Budaya kebaikan di jalur kuno
Memang benar, para peziarah di sepanjang jalan selalu berbicara tentang kebaikan penduduk setempat. Inilah budaya osettai, ciri unik ziarah Shikoku.
“Saya mengalami hal ini hampir setiap hari sebagai peziarah,” kata Imaizumi. “Biasanya itu jeruk mandarin atau manisan. Suatu kali seorang wanita menghentikan mobilnya dan melompat keluar untuk memberi saya 300 yen.”

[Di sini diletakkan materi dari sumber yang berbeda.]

//! Enrollment request review: list pending requests, approve (creating the
//! node row) or reject.

use axum::extract::{Path, State};
use axum::Json;
use serde::Serialize;

use gluon_id::NodeId;

use crate::api::error::ApiError;
use crate::api::request_context::AdminAuth;
use crate::events::{self, ACTOR_ADMIN};
use crate::ipam;
use crate::models::{EnrollmentRequestRow, EnrollmentStatus, NodeRow};
use crate::state::AppState;

pub async fn list_requests(
    State(state): State<AppState>,
    _admin: AdminAuth,
) -> Result<Json<Vec<EnrollmentRequestRow>>, ApiError> {
    let rows = sqlx::query_as::<_, EnrollmentRequestRow>(
        r#"SELECT id, hostname, provider, os, desired_role, secret_hash, secret_hash_index, status,
                  node_id, api_key_delivered, public_address, created_at, updated_at
           FROM enrollment_requests ORDER BY id"#,
    )
    .fetch_all(state.db().pool())
    .await?;
    Ok(Json(rows))
}

#[derive(Debug, Serialize)]
pub struct ApproveResponse {
    pub node_id: i64,
}

/// Approving a request creates its [`NodeRow`] and assigns a hub number if
/// the desired role needs one; `/enroll/status` depends on `node_id` being
/// set the instant the request turns `approved` (reported to the agent over
/// the wire as `accepted`, see [`EnrollmentStatus`]).
pub async fn approve(
    State(state): State<AppState>,
    _admin: AdminAuth,
    Path(id): Path<i64>,
) -> Result<Json<ApproveResponse>, ApiError> {
    let pool = state.db().pool();
    let mut tx = pool.begin().await?;

    let row = sqlx::query_as::<_, EnrollmentRequestRow>(
        r#"SELECT id, hostname, provider, os, desired_role, secret_hash, secret_hash_index, status,
                  node_id, api_key_delivered, public_address, created_at, updated_at
           FROM enrollment_requests WHERE id = $1 FOR UPDATE"#,
    )
    .bind(id)
    .fetch_optional(&mut *tx)
    .await?
    .ok_or_else(|| ApiError::not_found("not_found", "enrollment request not found"))?;

    if row.status != EnrollmentStatus::Pending {
        return Err(ApiError::conflict(
            "already_decided",
            "enrollment request has already been approved or rejected",
        ));
    }

    let node = sqlx::query_as::<_, NodeRow>(
        r#"
        INSERT INTO nodes (hostname, provider, os, role, status, public_address)
        VALUES ($1, $2, $3, $4, 'pending', $5)
        RETURNING id, hostname, provider, os, role, status, hub_number, wireguard_keys,
                  public_address, reported_desired_role, kubernetes_joined_role,
                  last_heartbeat_at, last_heartbeat_snapshot, created_at, updated_at
        "#,
    )
    .bind(&row.hostname)
    .bind(&row.provider)
    .bind(&row.os)
    .bind(row.desired_role)
    .bind(&row.public_address)
    .fetch_one(&mut *tx)
    .await?;

    sqlx::query(
        r#"UPDATE enrollment_requests SET status = 'approved', node_id = $2, updated_at = now()
           WHERE id = $1"#,
    )
    .bind(row.id)
    .bind(node.id)
    .execute(&mut *tx)
    .await?;

    tx.commit().await?;

    if ipam::role_requires_hub_number(row.desired_role) {
        ipam::ensure_hub_number(pool, NodeId::new(node.id)).await?;
    }

    events::record_audit(
        pool,
        ACTOR_ADMIN,
        "enrollment.approved",
        serde_json::json!({"request_id": row.id, "node_id": node.id, "hostname": row.hostname}),
    )
    .await;

    Ok(Json(ApproveResponse { node_id: node.id }))
}

#[derive(Debug, Serialize)]
pub struct RejectResponse {
    pub rejected: bool,
}

pub async fn reject(
    State(state): State<AppState>,
    _admin: AdminAuth,
    Path(id): Path<i64>,
) -> Result<Json<RejectResponse>, ApiError> {
    let outcome = sqlx::query(
        r#"UPDATE enrollment_requests SET status = 'rejected', updated_at = now()
           WHERE id = $1 AND status = 'pending'"#,
    )
    .bind(id)
    .execute(state.db().pool())
    .await?;

    if outcome.rows_affected() == 0 {
        return Err(ApiError::conflict(
            "already_decided",
            "enrollment request has already been approved or rejected",
        ));
    }

    events::record_audit(
        state.db().pool(),
        ACTOR_ADMIN,
        "enrollment.rejected",
        serde_json::json!({"request_id": id}),
    )
    .await;

    Ok(Json(RejectResponse { rejected: true }))
}
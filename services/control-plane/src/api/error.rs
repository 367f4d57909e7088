//! Common API error types and responses.

use axum::{http::StatusCode, response::IntoResponse, Json};
use serde::Serialize;

/// Standard error response for API errors.
#[derive(Debug, Serialize)]
pub struct ErrorResponse {
    /// Error code (machine-readable).
    pub code: String,

    /// Human-readable error message.
    pub message: String,

    /// Request ID for correlation.
    #[serde(skip_serializing_if = "Option::is_none")]
    pub request_id: Option<String>,

    /// Field-level validation errors.
    #[serde(skip_serializing_if = "Option::is_none")]
    pub details: Option<Vec<FieldError>>,
}

/// Field-level validation error.
#[derive(Debug, Serialize)]
pub struct FieldError {
    /// Field name.
    pub field: String,

    /// Error message for this field.
    pub message: String,
}

impl ErrorResponse {
    /// Create a new error response.
    pub fn new(code: impl Into<String>, message: impl Into<String>) -> Self {
        Self {
            code: code.into(),
            message: message.into(),
            request_id: None,
            details: None,
        }
    }

    /// Add a request ID.
    pub fn with_request_id(mut self, request_id: impl Into<String>) -> Self {
        self.request_id = Some(request_id.into());
        self
    }
}

/// API error type that can be converted to a response.
#[derive(Debug)]
pub struct ApiError {
    pub status: StatusCode,
    pub response: ErrorResponse,
}

impl ApiError {
    pub fn bad_request(code: impl Into<String>, message: impl Into<String>) -> Self {
        Self {
            status: StatusCode::BAD_REQUEST,
            response: ErrorResponse::new(code, message),
        }
    }

    pub fn not_found(code: impl Into<String>, message: impl Into<String>) -> Self {
        Self {
            status: StatusCode::NOT_FOUND,
            response: ErrorResponse::new(code, message),
        }
    }

    pub fn internal(code: impl Into<String>, message: impl Into<String>) -> Self {
        Self {
            status: StatusCode::INTERNAL_SERVER_ERROR,
            response: ErrorResponse::new(code, message),
        }
    }

    pub fn conflict(code: impl Into<String>, message: impl Into<String>) -> Self {
        Self {
            status: StatusCode::CONFLICT,
            response: ErrorResponse::new(code, message),
        }
    }

    pub fn gateway_timeout(code: impl Into<String>, message: impl Into<String>) -> Self {
        Self {
            status: StatusCode::GATEWAY_TIMEOUT,
            response: ErrorResponse::new(code, message),
        }
    }

    pub fn unauthorized(code: impl Into<String>, message: impl Into<String>) -> Self {
        Self {
            status: StatusCode::UNAUTHORIZED,
            response: ErrorResponse::new(code, message),
        }
    }

    pub fn forbidden(code: impl Into<String>, message: impl Into<String>) -> Self {
        Self {
            status: StatusCode::FORBIDDEN,
            response: ErrorResponse::new(code, message),
        }
    }

    pub fn with_request_id(mut self, request_id: impl Into<String>) -> Self {
        self.response = self.response.with_request_id(request_id);
        self
    }
}

impl IntoResponse for ApiError {
    fn into_response(self) -> axum::response::Response {
        (self.status, Json(self.response)).into_response()
    }
}

impl From<crate::db::DbError> for ApiError {
    fn from(e: crate::db::DbError) -> Self {
        match e {
            crate::db::DbError::NotFound(msg) => ApiError::not_found("not_found", msg),
            crate::db::DbError::Conflict(msg) => ApiError::conflict("conflict", msg),
            other => {
                tracing::error!(error = %other, "database error");
                ApiError::internal("internal_error", "internal error")
            }
        }
    }
}

impl From<sqlx::Error> for ApiError {
    fn from(e: sqlx::Error) -> Self {
        crate::db::DbError::from(e).into()
    }
}

impl From<crate::ipam::IpamError> for ApiError {
    fn from(e: crate::ipam::IpamError) -> Self {
        match e {
            crate::ipam::IpamError::Db(db) => db.into(),
            crate::ipam::IpamError::Network(gluon_networking::NetworkError::PoolExhausted) => {
                ApiError::conflict("pool_exhausted", "address pool exhausted")
            }
            other => {
                tracing::error!(error = %other, "ipam error");
                ApiError::internal("internal_error", "internal error")
            }
        }
    }
}

impl From<crate::kubernetes::KubernetesError> for ApiError {
    fn from(e: crate::kubernetes::KubernetesError) -> Self {
        match e {
            crate::kubernetes::KubernetesError::Db(db) => db.into(),
        }
    }
}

Dekat dengan Kuil Puncak Hering (1), kelompoknya bertemu Ranshu Yano, ahli seni ai-zome yang semakin berkurang. Wilayah Tokushima menghasilkan nila alami untuk pewarnaan. Tekstil nila pernah digunakan dalam pakaian samurai.
Yano mengundang untuk berkunjung ke bengkelnya untuk menyaksikan sebagian dari proses yang melelahkan. Dia membuka tutup tong besar. Rebusan biru perlu diperiksa, diaduk, dan dibiarkan berfermentasi.

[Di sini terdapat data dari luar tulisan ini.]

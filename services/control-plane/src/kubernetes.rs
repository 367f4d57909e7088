//! Kubernetes lifecycle arbitration.
//!
//! The control plane holds the single source of truth for "has the cluster
//! been initialized, and by whom" in the `kubernetes_cluster` singleton row.
//! Agents ask this module what to do next each time they poll; the answer
//! is always derived fresh from that row plus the node's own status, never
//! cached, so a restarted control plane can't hand out a stale instruction.

use chrono::{DateTime, Duration as ChronoDuration, Utc};
use sqlx::PgPool;
use thiserror::Error;

use gluon_id::NodeId;

use crate::db::DbError;
use crate::models::{KubernetesClusterRow, NodeRole, NodeRow};

#[derive(Debug, Error)]
pub enum KubernetesError {
    #[error(transparent)]
    Db(#[from] DbError),
}

impl From<sqlx::Error> for KubernetesError {
    fn from(e: sqlx::Error) -> Self {
        KubernetesError::Db(e.into())
    }
}

/// What an agent should do on its next kubernetes reconciliation pass.
/// A tagged sum rather than a status string plus optional fields, so a
/// caller can't observe e.g. a `join_worker` task with no join command.
#[derive(Debug, Clone, PartialEq, Eq)]
pub enum KubernetesTask {
    /// Already joined in the role this node wants; nothing to do.
    None,
    /// Cluster not initialized yet and this node isn't the bootstrap hub.
    Wait,
    /// Run `kubeadm init`. Issued to the bootstrap hub, either for the
    /// first time or to mint fresh join commands.
    Init {
        control_plane_endpoint: String,
        pod_cidr: String,
        service_cidr: String,
        version: String,
    },
    JoinControlPlane { join_command: String },
    JoinWorker { join_command: String },
}

/// A join command is refreshed once less than this much time remains on it,
/// rather than waiting for it to expire outright.
const JOIN_COMMAND_REFRESH_WINDOW: ChronoDuration = ChronoDuration::minutes(30);

async fn load_cluster_row(pool: &PgPool) -> Result<KubernetesClusterRow, KubernetesError> {
    let row = sqlx::query_as::<_, KubernetesClusterRow>(
        r#"SELECT id, initialized, control_plane_node_id, advertise_address, pod_cidr,
                  service_cidr, kubernetes_version, worker_join_command, control_plane_join_command,
                  join_command_expires_at, updated_at
           FROM kubernetes_cluster WHERE id = 1"#,
    )
    .fetch_one(pool)
    .await?;
    Ok(row)
}

/// `role==hub` or the node has separately reported wanting to run control
/// plane despite its enrolled role being `worker` (a promotion).
fn wants_control_plane(node: &NodeRow) -> bool {
    matches!(node.role, NodeRole::Hub) || matches!(node.reported_desired_role, Some(NodeRole::Hub))
}

/// The bootstrap hub is whichever hub has the lowest `hub_number`: the one
/// hub allowed to run the very first `kubeadm init` and to mint refreshed
/// join commands thereafter.
fn is_bootstrap_hub(node: &NodeRow) -> bool {
    matches!(node.role, NodeRole::Hub) && node.hub_number == Some(1)
}

fn join_command_is_fresh(expires_at: Option<DateTime<Utc>>) -> bool {
    match expires_at {
        Some(expires_at) => expires_at > Utc::now() + JOIN_COMMAND_REFRESH_WINDOW,
        None => false,
    }
}

fn already_joined(node: &NodeRow, target_role: NodeRole) -> bool {
    node.kubernetes_joined_role == Some(target_role)
}

/// Decides the next lifecycle task for a polling node.
pub async fn next_task(
    pool: &PgPool,
    node: &NodeRow,
    loopback_address: &str,
) -> Result<KubernetesTask, KubernetesError> {
    let target_role = if wants_control_plane(node) { NodeRole::Hub } else { NodeRole::Worker };
    if already_joined(node, target_role) {
        return Ok(KubernetesTask::None);
    }

    let row = load_cluster_row(pool).await?;

    if !row.initialized {
        if !is_bootstrap_hub(node) {
            return Ok(KubernetesTask::Wait);
        }
        return claim_and_init(pool, node, loopback_address, &row).await;
    }

    if wants_control_plane(node) {
        if join_command_is_fresh(row.join_command_expires_at) {
            if let Some(join_command) = row.control_plane_join_command.clone() {
                return Ok(KubernetesTask::JoinControlPlane { join_command });
            }
        }
        if is_bootstrap_hub(node) {
            return refresh_join_commands(pool, node, loopback_address, &row).await;
        }
        return Ok(KubernetesTask::Wait);
    }

    match row.worker_join_command.clone() {
        Some(join_command) => Ok(KubernetesTask::JoinWorker { join_command }),
        None => Ok(KubernetesTask::Wait),
    }
}

/// Claims the uninitialized cluster row for this bootstrap hub and returns
/// `init`. If another bootstrap-hub poll won the race first (shouldn't
/// happen since there's only one bootstrap hub, but polls can overlap),
/// falls back to whatever task the now-initialized row implies.
async fn claim_and_init(
    pool: &PgPool,
    node: &NodeRow,
    loopback_address: &str,
    row: &KubernetesClusterRow,
) -> Result<KubernetesTask, KubernetesError> {
    let claimed = sqlx::query(
        r#"
        UPDATE kubernetes_cluster
        SET initialized = true, control_plane_node_id = $1, advertise_address = $2, updated_at = now()
        WHERE id = 1 AND initialized = false
        "#,
    )
    .bind(node.id)
    .bind(loopback_address)
    .execute(pool)
    .await?;

    if claimed.rows_affected() == 1 {
        return Ok(KubernetesTask::Init {
            control_plane_endpoint: loopback_address.to_string(),
            pod_cidr: row.pod_cidr.clone(),
            service_cidr: row.service_cidr.clone(),
            version: row.kubernetes_version.clone(),
        });
    }

    let row = load_cluster_row(pool).await?;
    match row.control_plane_join_command.clone() {
        Some(join_command) => Ok(KubernetesTask::JoinControlPlane { join_command }),
        None => Ok(KubernetesTask::Wait),
    }
}

/// The bootstrap hub re-runs `init` to mint fresh join commands when the
/// current ones are absent or about to expire. The cluster is already
/// initialized, so this doesn't touch `control_plane_node_id`.
async fn refresh_join_commands(
    pool: &PgPool,
    node: &NodeRow,
    loopback_address: &str,
    row: &KubernetesClusterRow,
) -> Result<KubernetesTask, KubernetesError> {
    let _ = node;
    sqlx::query(r#"UPDATE kubernetes_cluster SET updated_at = now() WHERE id = 1"#)
        .execute(pool)
        .await?;
    Ok(KubernetesTask::Init {
        control_plane_endpoint: row.advertise_address.clone().unwrap_or_else(|| loopback_address.to_string()),
        pod_cidr: row.pod_cidr.clone(),
        service_cidr: row.service_cidr.clone(),
        version: row.kubernetes_version.clone(),
    })
}

/// A node's self-report of its kubernetes sync outcome, as POSTed to
/// `/kubernetes/report`.
#[derive(Debug, Clone)]
pub struct KubernetesReport {
    pub state: String,
    pub message: Option<String>,
    pub control_plane_endpoint: Option<String>,
    pub pod_cidr: Option<String>,
    pub service_cidr: Option<String>,
    pub kubernetes_version: Option<String>,
    pub worker_join_command: Option<String>,
    pub control_plane_join_command: Option<String>,
    pub join_command_expires_at: Option<DateTime<Utc>>,
}

/// A node's reported error text containing all three of these substrings
/// means kubeadm's upload-certs secret expired server-side; the bootstrap
/// hub needs to take the `init`-refresh branch on its next poll rather than
/// keep handing out join commands that can never work.
fn report_indicates_expired_certs_secret(message: &str) -> bool {
    let lower = message.to_lowercase();
    lower.contains("kubeadm-certs") && lower.contains("secret") && lower.contains("not found")
}

/// Upserts the singleton cluster row from an agent's report and updates the
/// reporting node's joined-role marker, without the agent needing to own
/// any version/conflict logic itself.
pub async fn record_report(
    pool: &PgPool,
    node_id: NodeId,
    report: &KubernetesReport,
) -> Result<(), KubernetesError> {
    let joined_role = match report.state.as_str() {
        "cluster_initialized" | "joined_control_plane" => Some(NodeRole::Hub),
        "joined_worker" => Some(NodeRole::Worker),
        _ => None,
    };
    if let Some(role) = joined_role {
        sqlx::query(r#"UPDATE nodes SET kubernetes_joined_role = $2, updated_at = now() WHERE id = $1"#)
            .bind(node_id.value())
            .bind(role)
            .execute(pool)
            .await?;
    }

    let force_cert_refresh = report
        .message
        .as_deref()
        .is_some_and(report_indicates_expired_certs_secret);

    if force_cert_refresh {
        sqlx::query(
            r#"
            UPDATE kubernetes_cluster
            SET worker_join_command = NULL,
                control_plane_join_command = NULL,
                join_command_expires_at = now() - interval '1 hour',
                updated_at = now()
            WHERE id = 1
            "#,
        )
        .execute(pool)
        .await?;
        return Ok(());
    }

    sqlx::query(
        r#"
        UPDATE kubernetes_cluster
        SET advertise_address = COALESCE($2, advertise_address),
            pod_cidr = COALESCE($3, pod_cidr),
            service_cidr = COALESCE($4, service_cidr),
            kubernetes_version = COALESCE($5, kubernetes_version),
            worker_join_command = COALESCE($6, worker_join_command),
            control_plane_join_command = COALESCE($7, control_plane_join_command),
            join_command_expires_at = COALESCE($8, join_command_expires_at),
            updated_at = now()
        WHERE id = 1
        "#,
    )
    .bind(1_i32)
    .bind(&report.control_plane_endpoint)
    .bind(&report.pod_cidr)
    .bind(&report.service_cidr)
    .bind(&report.kubernetes_version)
    .bind(&report.worker_join_command)
    .bind(&report.control_plane_join_command)
    .bind(report.join_command_expires_at)
    .execute(pool)
    .await?;

    Ok(())
}

/// Corrects the cluster's recorded advertise address when a control-plane
/// node reports a different one than what's on file (the drift-detection
/// self-heal described for the agent side, mirrored on the control plane so
/// a later join picks up the corrected address).
pub async fn correct_advertise_address(
    pool: &PgPool,
    observed: &str,
) -> Result<(), KubernetesError> {
    sqlx::query(
        r#"UPDATE kubernetes_cluster SET advertise_address = $1, updated_at = now() WHERE id = 1 AND advertise_address IS DISTINCT FROM $1"#,
    )
    .bind(observed)
    .execute(pool)
    .await?;
    Ok(())
}

#[cfg(test)]
mod tests {
    use super::*;
    use chrono::Utc;

    fn sample_node(role: NodeRole, hub_number: Option<i32>) -> NodeRow {
        NodeRow {
            id: 1,
            hostname: "hub-1".into(),
            provider: "bare-metal".into(),
            os: "debian12".into(),
            role,
            status: crate::models::NodeStatus::Online,
            hub_number,
            wireguard_keys: None,
            public_address: None,
            reported_desired_role: None,
            kubernetes_joined_role: None,
            last_heartbeat_at: None,
            last_heartbeat_snapshot: None,
            created_at: Utc::now(),
            updated_at: Utc::now(),
        }
    }

    #[test]
    fn wants_control_plane_true_for_hub_role() {
        assert!(wants_control_plane(&sample_node(NodeRole::Hub, Some(1))));
    }

    #[test]
    fn wants_control_plane_true_for_promoted_worker() {
        let mut node = sample_node(NodeRole::Worker, None);
        node.reported_desired_role = Some(NodeRole::Hub);
        assert!(wants_control_plane(&node));
    }

    #[test]
    fn wants_control_plane_false_for_plain_worker() {
        assert!(!wants_control_plane(&sample_node(NodeRole::Worker, None)));
    }

    #[test]
    fn bootstrap_hub_is_hub_number_one_only() {
        assert!(is_bootstrap_hub(&sample_node(NodeRole::Hub, Some(1))));
        assert!(!is_bootstrap_hub(&sample_node(NodeRole::Hub, Some(2))));
        assert!(!is_bootstrap_hub(&sample_node(NodeRole::Worker, None)));
    }

    #[test]
    fn join_command_near_expiry_is_not_fresh() {
        assert!(!join_command_is_fresh(Some(Utc::now() + ChronoDuration::minutes(10))));
        assert!(join_command_is_fresh(Some(Utc::now() + ChronoDuration::hours(1))));
        assert!(!join_command_is_fresh(None));
    }

    #[test]
    fn expired_certs_secret_is_detected_case_insensitively() {
        assert!(report_indicates_expired_certs_secret(
            "configmaps \"kubeadm-certs\" not found: Secret not found"
        ));
        assert!(!report_indicates_expired_certs_secret("connection refused"));
    }
}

“Itu adalah makhluk hidup,” katanya sambil mengangkat tangan birunya secara permanen. “Saya harus merasakannya.” Tekstil yang sudah jadi dibuat menjadi kimono yang indah.
Di Henro, hadiah datang dalam berbagai bentuk. Salah satunya adalah kesempatan untuk berhubungan dengan orang-orang yang masih terikat dengan tanah, seni, dan tradisi yang ditinggalkan di tempat lain.
“Orang-orang telah melakukan apa yang saya lakukan selama seribu tahun,” kata Yano. “Saya berdiri di tengah, antara masa lalu dan masa depan.”